*This project has been submitted for following categories: Microsoft Challenge, Best Native App, Best New Comers Prize
On daily basis and especially on the hackathons we over consume sugary drinks and snacks, so we decided to monitor our food consumption.
What it does
The application scans drinks and instantly displays their nutritional values, then asks users if they want to add the item to a consumed drinks list. The list contains all the items that were consumed and counts intake of all the nutrition. (Carbohydrates, Sugars, Fat, Protein, Salt). The app compares consumed nutritional values to the recommended values and alerts users.
How we built it
For the coding part, we used Android studio, the application is written in Java and xml. We also used the Microsoft custom vision Android gitpost. For scanning drinks, we used Microsoft's custom vision service. We trained the system rigorously.
Challenges we ran into
We came across with some implementation problems, also getting accurate results was a big challenge, however, after a long time of training, the system became accurate, so at the moment it detects various objects by almost 90% accuracy.
Accomplishments that we're proud of
It wooorks :x :))
What we learned
We learnt how to implement cognitive tools in various applications, while getting more comfortable with Android app development. We also learnt how to work better as a team and work in a more professional way to ensure the best results in the fastest and efficient way possible.

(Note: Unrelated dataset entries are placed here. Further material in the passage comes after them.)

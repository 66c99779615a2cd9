mod fetcher;
mod http;

pub use fetcher::{FetchOutcome, Fetcher};
pub use http::{BoxStream, HttpClient, HttpResponse};

#[cfg(feature = "reqwest")]
pub use http::ReqwestClient;
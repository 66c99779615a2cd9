//! The three edits that turn a runtime source tree into one that runs an
//! embedded application.

use once_cell::sync::Lazy;
use regex::Regex;

use crate::patch::Patch;

/// Name under which the application bundle is compiled into the runtime.
pub const MODULE_NAME: &str = "runbake";

/// Location of the embedded bundle, relative to the tree root.
pub const MODULE_FILE: &str = "lib/runbake.js";

const GYP_ANCHOR: &str = "'lib/fs.js',";
const GYP_MARKER: &str = "'lib/runbake.js'";

const BOOTSTRAP_ANCHOR: &str = "(function(process) {";
const BOOTSTRAP_MARKER: &str = "process._eval = 'require(\"runbake\");';";

const FLAGS_START: &str = "  // TODO use parse opts";
const FLAGS_END: &str = "  option_end_index = i;";
const FLAGS_MARKER: &str = "//  // TODO use parse opts";

static FLAGS_START_LINE: Lazy<Regex> =
    Lazy::new(|| Regex::new(r"(?m)^  // TODO use parse opts\r?$").unwrap());
static FLAGS_END_LINE: Lazy<Regex> =
    Lazy::new(|| Regex::new(r"(?m)^  option_end_index = i;(\r?)$").unwrap());

/// Lists the bundle among the library files compiled into the binary.
pub fn gyp_module() -> Patch {
    Patch::new(
        "gyp-module",
        "node.gyp",
        |s| s.contains(GYP_MARKER),
        |s| {
            if !s.contains(GYP_ANCHOR) {
                return Err(GYP_ANCHOR.to_string());
            }
            Ok(s.replacen(GYP_ANCHOR, &format!("{GYP_ANCHOR} {GYP_MARKER}, "), 1))
        },
    )
}

/// Makes the runtime evaluate the bundle on start-up as if it were the
/// script named on the command line.
pub fn bootstrap_eval() -> Patch {
    Patch::new(
        "bootstrap-eval",
        "src/node.js",
        |s| s.contains(BOOTSTRAP_MARKER),
        |s| {
            let at = s
                .find(BOOTSTRAP_ANCHOR)
                .ok_or_else(|| BOOTSTRAP_ANCHOR.to_string())?
                + BOOTSTRAP_ANCHOR.len();
            let injected = format!("\n  {BOOTSTRAP_MARKER}\n  process.argv.unshift(\"node\");\n");
            let mut out = String::with_capacity(s.len() + injected.len());
            out.push_str(&s[..at]);
            out.push_str(&injected);
            out.push_str(&s[at..]);
            Ok(out)
        },
    )
}

/// Stops the runtime from consuming its own command line options, so every
/// argument reaches the application.
pub fn suppress_cli_flags() -> Patch {
    Patch::new(
        "suppress-cli-flags",
        "src/node.cc",
        |s| s.contains(FLAGS_MARKER),
        comment_out_option_parsing,
    )
}

fn comment_out_option_parsing(s: &str) -> std::result::Result<String, String> {
    let start = FLAGS_START_LINE
        .find(s)
        .ok_or_else(|| FLAGS_START.to_string())?
        .start();
    let end = FLAGS_END_LINE
        .captures_at(s, start)
        .ok_or_else(|| FLAGS_END.to_string())?;
    let end_line = end.get(0).map_or(s.len()..s.len(), |m| m.range());
    let carriage_return = end.get(1).map_or("", |m| m.as_str());

    let mut out = String::with_capacity(s.len() + 256);
    out.push_str(&s[..start]);
    for line in s[start..end_line.start].split_inclusive('\n') {
        out.push_str("//");
        out.push_str(line);
    }
    out.push_str("  option_end_index = 1;");
    out.push_str(carriage_return);
    out.push_str(&s[end_line.end..]);
    Ok(out)
}

/// Patches applied to every build, in order.
pub fn always() -> [Patch; 2] {
    [gyp_module(), bootstrap_eval()]
}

What's next for SugarHoneyIceTea
We don't want to stop our project on drinks, we believe that we can achieve the same results for food and almost any product that can be consumed. As a result, it will be a system that can help humans to control their diet just by scanning everything they eat or drink. We believe it will be very helpful for people who try to balance their diet. Especially for patients with diabetes as they can easily control their sugar intake. Also, we plan to use the MyFitnessPal API (was not accessible due to approval during the hack) to help people with allergies to different components of food by checking whether the product contains anything that they should avoid. Since the model we trained still has a long way to go, we plan to further improve it. We see many other various implementations of this technology in future.